Problem description >> Copy all lines in the material holding the string "stderr".

Given information >>
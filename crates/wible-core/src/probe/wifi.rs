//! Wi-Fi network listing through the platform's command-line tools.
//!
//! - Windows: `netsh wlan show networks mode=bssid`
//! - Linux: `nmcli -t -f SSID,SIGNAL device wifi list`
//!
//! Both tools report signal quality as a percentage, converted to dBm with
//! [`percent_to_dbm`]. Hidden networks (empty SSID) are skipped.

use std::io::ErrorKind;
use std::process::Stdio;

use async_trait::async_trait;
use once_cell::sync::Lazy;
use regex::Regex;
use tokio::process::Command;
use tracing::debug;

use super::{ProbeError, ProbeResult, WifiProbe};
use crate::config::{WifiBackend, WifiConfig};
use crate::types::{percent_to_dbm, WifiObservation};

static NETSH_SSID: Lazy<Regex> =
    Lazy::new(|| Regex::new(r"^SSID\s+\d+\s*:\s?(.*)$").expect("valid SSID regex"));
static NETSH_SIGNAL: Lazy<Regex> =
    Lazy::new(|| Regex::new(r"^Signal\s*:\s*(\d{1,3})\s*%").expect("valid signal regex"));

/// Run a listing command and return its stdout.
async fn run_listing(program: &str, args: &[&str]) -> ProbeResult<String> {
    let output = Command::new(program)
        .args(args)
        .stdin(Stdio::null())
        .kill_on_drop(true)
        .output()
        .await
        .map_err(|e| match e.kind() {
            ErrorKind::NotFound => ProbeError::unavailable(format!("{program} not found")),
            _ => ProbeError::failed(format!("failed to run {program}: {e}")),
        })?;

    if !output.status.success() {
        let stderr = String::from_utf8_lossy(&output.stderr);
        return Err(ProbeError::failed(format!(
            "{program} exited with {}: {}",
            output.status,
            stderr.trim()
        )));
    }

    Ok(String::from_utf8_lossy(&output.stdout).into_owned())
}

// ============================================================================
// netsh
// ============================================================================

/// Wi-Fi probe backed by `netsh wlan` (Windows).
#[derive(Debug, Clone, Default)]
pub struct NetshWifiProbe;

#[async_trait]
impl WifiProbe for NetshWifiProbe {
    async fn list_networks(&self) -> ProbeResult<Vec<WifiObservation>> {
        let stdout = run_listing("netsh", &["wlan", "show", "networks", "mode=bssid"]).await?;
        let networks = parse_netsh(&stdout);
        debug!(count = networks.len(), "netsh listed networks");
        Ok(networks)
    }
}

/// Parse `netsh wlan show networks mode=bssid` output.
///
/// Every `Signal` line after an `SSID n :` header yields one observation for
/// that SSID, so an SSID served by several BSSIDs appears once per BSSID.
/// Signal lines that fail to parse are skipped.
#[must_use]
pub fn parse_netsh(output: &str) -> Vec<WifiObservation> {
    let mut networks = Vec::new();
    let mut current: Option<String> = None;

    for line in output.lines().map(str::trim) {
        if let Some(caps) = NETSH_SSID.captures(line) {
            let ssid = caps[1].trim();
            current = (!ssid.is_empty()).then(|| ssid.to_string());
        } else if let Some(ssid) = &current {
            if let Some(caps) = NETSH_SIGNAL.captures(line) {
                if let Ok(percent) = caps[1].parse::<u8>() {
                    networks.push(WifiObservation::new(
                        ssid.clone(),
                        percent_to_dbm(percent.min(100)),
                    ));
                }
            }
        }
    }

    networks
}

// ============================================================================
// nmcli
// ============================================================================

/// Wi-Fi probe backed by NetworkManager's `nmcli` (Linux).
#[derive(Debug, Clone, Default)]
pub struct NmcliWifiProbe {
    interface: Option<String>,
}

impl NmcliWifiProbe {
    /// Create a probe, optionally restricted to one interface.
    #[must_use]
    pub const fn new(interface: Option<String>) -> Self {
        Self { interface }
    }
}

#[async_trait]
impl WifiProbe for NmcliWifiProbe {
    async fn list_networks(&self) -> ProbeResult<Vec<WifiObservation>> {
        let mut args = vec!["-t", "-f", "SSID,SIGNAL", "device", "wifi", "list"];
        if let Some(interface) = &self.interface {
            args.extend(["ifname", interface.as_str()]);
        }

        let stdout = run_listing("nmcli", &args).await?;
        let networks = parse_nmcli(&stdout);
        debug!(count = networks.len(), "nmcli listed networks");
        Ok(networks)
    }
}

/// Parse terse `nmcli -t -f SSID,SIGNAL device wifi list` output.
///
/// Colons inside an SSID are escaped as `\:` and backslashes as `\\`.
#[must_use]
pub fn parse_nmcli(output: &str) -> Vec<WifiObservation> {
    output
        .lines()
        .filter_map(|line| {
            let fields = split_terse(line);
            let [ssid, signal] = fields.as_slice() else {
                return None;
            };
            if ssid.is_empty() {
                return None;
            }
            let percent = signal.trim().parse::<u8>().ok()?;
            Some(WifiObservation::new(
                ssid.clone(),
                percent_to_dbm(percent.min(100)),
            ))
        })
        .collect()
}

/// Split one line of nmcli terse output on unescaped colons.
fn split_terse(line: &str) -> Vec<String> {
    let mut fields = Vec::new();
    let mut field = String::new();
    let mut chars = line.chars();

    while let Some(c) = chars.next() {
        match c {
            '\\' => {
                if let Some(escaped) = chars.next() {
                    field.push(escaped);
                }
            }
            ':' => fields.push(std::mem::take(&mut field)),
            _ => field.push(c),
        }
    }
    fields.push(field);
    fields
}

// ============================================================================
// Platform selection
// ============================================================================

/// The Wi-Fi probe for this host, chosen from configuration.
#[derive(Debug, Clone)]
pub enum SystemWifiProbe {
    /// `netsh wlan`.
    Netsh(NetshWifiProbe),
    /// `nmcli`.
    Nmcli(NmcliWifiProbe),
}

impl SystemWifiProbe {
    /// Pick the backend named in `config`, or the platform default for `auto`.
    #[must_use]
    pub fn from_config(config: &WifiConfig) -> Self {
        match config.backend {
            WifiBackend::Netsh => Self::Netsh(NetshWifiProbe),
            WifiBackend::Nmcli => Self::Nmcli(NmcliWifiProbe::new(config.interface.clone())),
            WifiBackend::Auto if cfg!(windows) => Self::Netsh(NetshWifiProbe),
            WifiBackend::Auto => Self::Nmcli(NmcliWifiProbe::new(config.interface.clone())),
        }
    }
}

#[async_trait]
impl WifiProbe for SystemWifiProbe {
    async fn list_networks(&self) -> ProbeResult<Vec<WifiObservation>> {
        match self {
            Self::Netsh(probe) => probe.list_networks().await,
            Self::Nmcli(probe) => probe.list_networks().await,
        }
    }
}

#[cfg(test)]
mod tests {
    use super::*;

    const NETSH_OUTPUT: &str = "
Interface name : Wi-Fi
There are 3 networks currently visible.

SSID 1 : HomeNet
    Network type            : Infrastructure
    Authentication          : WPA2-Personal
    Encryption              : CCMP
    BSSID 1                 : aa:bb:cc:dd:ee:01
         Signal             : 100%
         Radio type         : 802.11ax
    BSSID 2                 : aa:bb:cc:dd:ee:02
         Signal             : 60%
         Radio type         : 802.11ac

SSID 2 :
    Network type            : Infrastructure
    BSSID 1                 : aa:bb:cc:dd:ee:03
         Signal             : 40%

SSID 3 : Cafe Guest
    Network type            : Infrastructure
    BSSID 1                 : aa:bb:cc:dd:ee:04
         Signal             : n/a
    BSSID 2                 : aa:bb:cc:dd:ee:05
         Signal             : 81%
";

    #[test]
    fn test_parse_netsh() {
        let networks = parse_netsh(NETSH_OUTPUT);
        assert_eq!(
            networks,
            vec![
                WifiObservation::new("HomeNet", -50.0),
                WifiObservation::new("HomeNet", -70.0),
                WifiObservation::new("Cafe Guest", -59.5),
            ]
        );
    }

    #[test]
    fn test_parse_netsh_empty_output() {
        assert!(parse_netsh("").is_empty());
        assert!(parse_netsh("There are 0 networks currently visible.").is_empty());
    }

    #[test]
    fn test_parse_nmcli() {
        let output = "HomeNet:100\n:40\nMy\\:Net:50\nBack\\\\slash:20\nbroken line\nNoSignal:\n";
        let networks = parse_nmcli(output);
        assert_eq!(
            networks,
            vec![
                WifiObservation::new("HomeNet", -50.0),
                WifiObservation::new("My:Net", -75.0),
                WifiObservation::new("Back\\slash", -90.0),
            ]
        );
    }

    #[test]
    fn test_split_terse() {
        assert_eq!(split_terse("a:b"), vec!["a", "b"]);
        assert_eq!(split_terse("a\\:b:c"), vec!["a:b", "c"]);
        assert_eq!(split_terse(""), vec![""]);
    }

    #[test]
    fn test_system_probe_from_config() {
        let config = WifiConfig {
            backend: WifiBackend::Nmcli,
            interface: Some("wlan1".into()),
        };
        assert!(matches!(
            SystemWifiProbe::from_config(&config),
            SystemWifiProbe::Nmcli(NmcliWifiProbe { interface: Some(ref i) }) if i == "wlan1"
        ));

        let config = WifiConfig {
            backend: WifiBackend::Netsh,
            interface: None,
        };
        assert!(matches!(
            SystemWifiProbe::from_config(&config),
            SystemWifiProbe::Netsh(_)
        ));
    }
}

Exercise result >>
        let stderr = String::from_utf8_lossy(&output.stderr);
            stderr.trim()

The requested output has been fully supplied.